### [Data supplied]
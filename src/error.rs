//! Grepable error codes shared by every error enum in the crate.
//!
//! DESIGN
//! ======
//! Each module owns its own `thiserror` enum. This trait gives them a
//! common surface so the HTTP layer and logs can report a stable code and
//! a retry hint without matching on concrete types.

/// Stable error identification for transport and logging.
pub trait ErrorCode: std::fmt::Display {
    fn error_code(&self) -> &'static str;

    fn retryable(&self) -> bool {
        false
    }
}
//! HTTP surface over the controller.
//!
//! SYSTEM CONTEXT
//! ==============
//! Rendering clients read `GET /api/view` and drive the controller through
//! the four command routes plus space creation. Every handler runs the
//! controller's first load before acting, so the first request against an
//! empty store bootstraps it. Errors map to a status code and a JSON body
//! carrying the stable error code.

use std::sync::Arc;

use axum::Router;
use axum::extract::{Path, State};
use axum::http::StatusCode;
use axum::response::{IntoResponse, Json, Response};
use axum::routing::{delete, get, post};
use serde::{Deserialize, Serialize};
use tower_http::cors::{Any, CorsLayer};
use tower_http::trace::TraceLayer;
use tracing::warn;

use crate::controller::{ControllerError, SpaceView, WhereController};
use crate::error::ErrorCode;
use crate::registry::{RegistryError, zoom_percent};
use crate::state::{Coord, Meta, SpaceKey};
use crate::store::StoreError;

/// Shared handler state.
#[derive(Clone)]
pub struct AppState {
    pub controller: Arc<WhereController>,
}

impl AppState {
    #[must_use]
    pub fn new(controller: Arc<WhereController>) -> Self {
        Self { controller }
    }
}

/// Assemble the router with CORS and request tracing.
pub fn app(state: AppState) -> Router {
    let cors = CorsLayer::new()
        .allow_origin(Any)
        .allow_methods(Any)
        .allow_headers(Any);

    Router::new()
        .route("/api/view", get(view))
        .route("/api/space/select", post(select_space))
        .route("/api/zoom", post(adjust_zoom))
        .route("/api/refresh", post(refresh))
        .route("/api/spaces", post(create_space))
        .route("/api/spaces/{key}/wheres", post(place_where))
        .route("/api/spaces/{key}/wheres/{hash}", delete(remove_where))
        .route("/healthz", get(healthz))
        .layer(cors)
        .layer(TraceLayer::new_for_http())
        .with_state(state)
}

// =============================================================================
// ERRORS
// =============================================================================

pub(crate) fn controller_error_to_status(err: &ControllerError) -> StatusCode {
    match err {
        ControllerError::Registry(RegistryError::NotFound(_)) | ControllerError::Store(StoreError::SpaceNotFound(_)) => {
            StatusCode::NOT_FOUND
        }
        ControllerError::Validation(_) | ControllerError::Store(StoreError::InvalidSpec(_)) => {
            StatusCode::UNPROCESSABLE_ENTITY
        }
        ControllerError::Store(StoreError::BackendUnavailable(_)) | ControllerError::Identity(_) => {
            StatusCode::SERVICE_UNAVAILABLE
        }
        ControllerError::Registry(RegistryError::InvalidZoom(_)) | ControllerError::NoCurrentSpace => {
            StatusCode::BAD_REQUEST
        }
    }
}

#[derive(Debug, Serialize)]
pub struct ErrorBody {
    pub code: &'static str,
    pub message: String,
    pub retryable: bool,
    #[serde(skip_serializing_if = "Option::is_none")]
    pub details: Option<serde_json::Value>,
}

/// Controller error rendered as an HTTP response.
#[derive(Debug)]
pub struct ApiError(pub ControllerError);

impl From<ControllerError> for ApiError {
    fn from(err: ControllerError) -> Self {
        Self(err)
    }
}

impl ApiError {
    fn status(&self) -> StatusCode {
        controller_error_to_status(&self.0)
    }

    fn body(&self) -> ErrorBody {
        let details = match &self.0 {
            ControllerError::Validation(errors) => serde_json::to_value(errors).ok(),
            _ => None,
        };
        ErrorBody {
            code: self.0.error_code(),
            message: self.0.to_string(),
            retryable: self.0.retryable(),
            details,
        }
    }
}

impl IntoResponse for ApiError {
    fn into_response(self) -> Response {
        let status = self.status();
        if status.is_server_error() {
            warn!(error = %self.0, code = self.0.error_code(), "request failed");
        }
        (status, Json(self.body())).into_response()
    }
}

// =============================================================================
// BODIES
// =============================================================================

#[derive(Debug, Deserialize)]
pub struct SelectSpaceBody {
    pub key: SpaceKey,
}

#[derive(Debug, Deserialize)]
pub struct ZoomBody {
    pub delta: f64,
}

#[derive(Debug, Serialize)]
pub struct ZoomResponse {
    pub zoom: f64,
    pub zoom_percent: i64,
}

#[derive(Debug, Serialize)]
pub struct RefreshResponse {
    pub count: usize,
}

#[derive(Debug, Deserialize)]
pub struct CreateSpaceBody {
    pub name: String,
    pub image_url: String,
    #[serde(default)]
    pub multi: bool,
}

#[derive(Debug, Serialize)]
pub struct CreatedSpaceResponse {
    pub key: SpaceKey,
}

#[derive(Debug, Deserialize)]
pub struct PlaceWhereBody {
    pub x: f64,
    pub y: f64,
    #[serde(default)]
    pub meta: Meta,
}

#[derive(Debug, Serialize)]
pub struct PlacedWhereResponse {
    pub hash: String,
}

// =============================================================================
// HANDLERS
// =============================================================================

/// `GET /api/view`: current view model. A failed first load still
/// returns the (uninitialized) view so clients can render and retry.
pub async fn view(State(state): State<AppState>) -> Json<SpaceView> {
    if let Err(e) = state.controller.check_init().await {
        warn!(error = %e, "view served before first load succeeded");
    }
    Json(state.controller.view().await)
}

/// `POST /api/space/select`: change the current space.
pub async fn select_space(
    State(state): State<AppState>,
    Json(body): Json<SelectSpaceBody>,
) -> Result<Json<SpaceView>, ApiError> {
    state.controller.check_init().await?;
    state.controller.select_space(&body.key).await?;
    Ok(Json(state.controller.view().await))
}

/// `POST /api/zoom`: adjust the current space's zoom by `delta`.
pub async fn adjust_zoom(
    State(state): State<AppState>,
    Json(body): Json<ZoomBody>,
) -> Result<Json<ZoomResponse>, ApiError> {
    state.controller.check_init().await?;
    let zoom = state.controller.adjust_zoom(body.delta).await?;
    Ok(Json(ZoomResponse { zoom, zoom_percent: zoom_percent(zoom) }))
}

/// `POST /api/refresh`: re-fetch spaces from the store.
pub async fn refresh(State(state): State<AppState>) -> Result<Json<RefreshResponse>, ApiError> {
    state.controller.check_init().await?;
    let count = state.controller.refresh().await?;
    Ok(Json(RefreshResponse { count }))
}

/// `POST /api/spaces`: run the authoring form and create the space.
pub async fn create_space(
    State(state): State<AppState>,
    Json(body): Json<CreateSpaceBody>,
) -> Result<(StatusCode, Json<CreatedSpaceResponse>), ApiError> {
    state.controller.check_init().await?;

    let form = state.controller.open_create_dialog();
    form.set_name(body.name);
    form.set_multi(body.multi);
    form.set_image_url(body.image_url).await;

    let key = state.controller.submit_form(&form).await?;
    Ok((StatusCode::CREATED, Json(CreatedSpaceResponse { key })))
}

/// `POST /api/spaces/:key/wheres`: place the local participant's where.
pub async fn place_where(
    State(state): State<AppState>,
    Path(key): Path<SpaceKey>,
    Json(body): Json<PlaceWhereBody>,
) -> Result<(StatusCode, Json<PlacedWhereResponse>), ApiError> {
    state.controller.check_init().await?;
    let hash = state
        .controller
        .place_where(&key, Coord::new(body.x, body.y), body.meta)
        .await?;
    Ok((StatusCode::CREATED, Json(PlacedWhereResponse { hash })))
}

/// `DELETE /api/spaces/:key/wheres/:hash`: remove a where.
pub async fn remove_where(
    State(state): State<AppState>,
    Path((key, hash)): Path<(SpaceKey, String)>,
) -> Result<StatusCode, ApiError> {
    state.controller.check_init().await?;
    state.controller.remove_where(&key, &hash).await?;
    Ok(StatusCode::NO_CONTENT)
}

async fn healthz() -> StatusCode {
    StatusCode::OK
}

#[cfg(test)]
#[path = "routes_test.rs"]
mod tests;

### [What is expected]
Only the number is wanted: how many lines in the listing hold "async"?

### [Answer to this problem]
8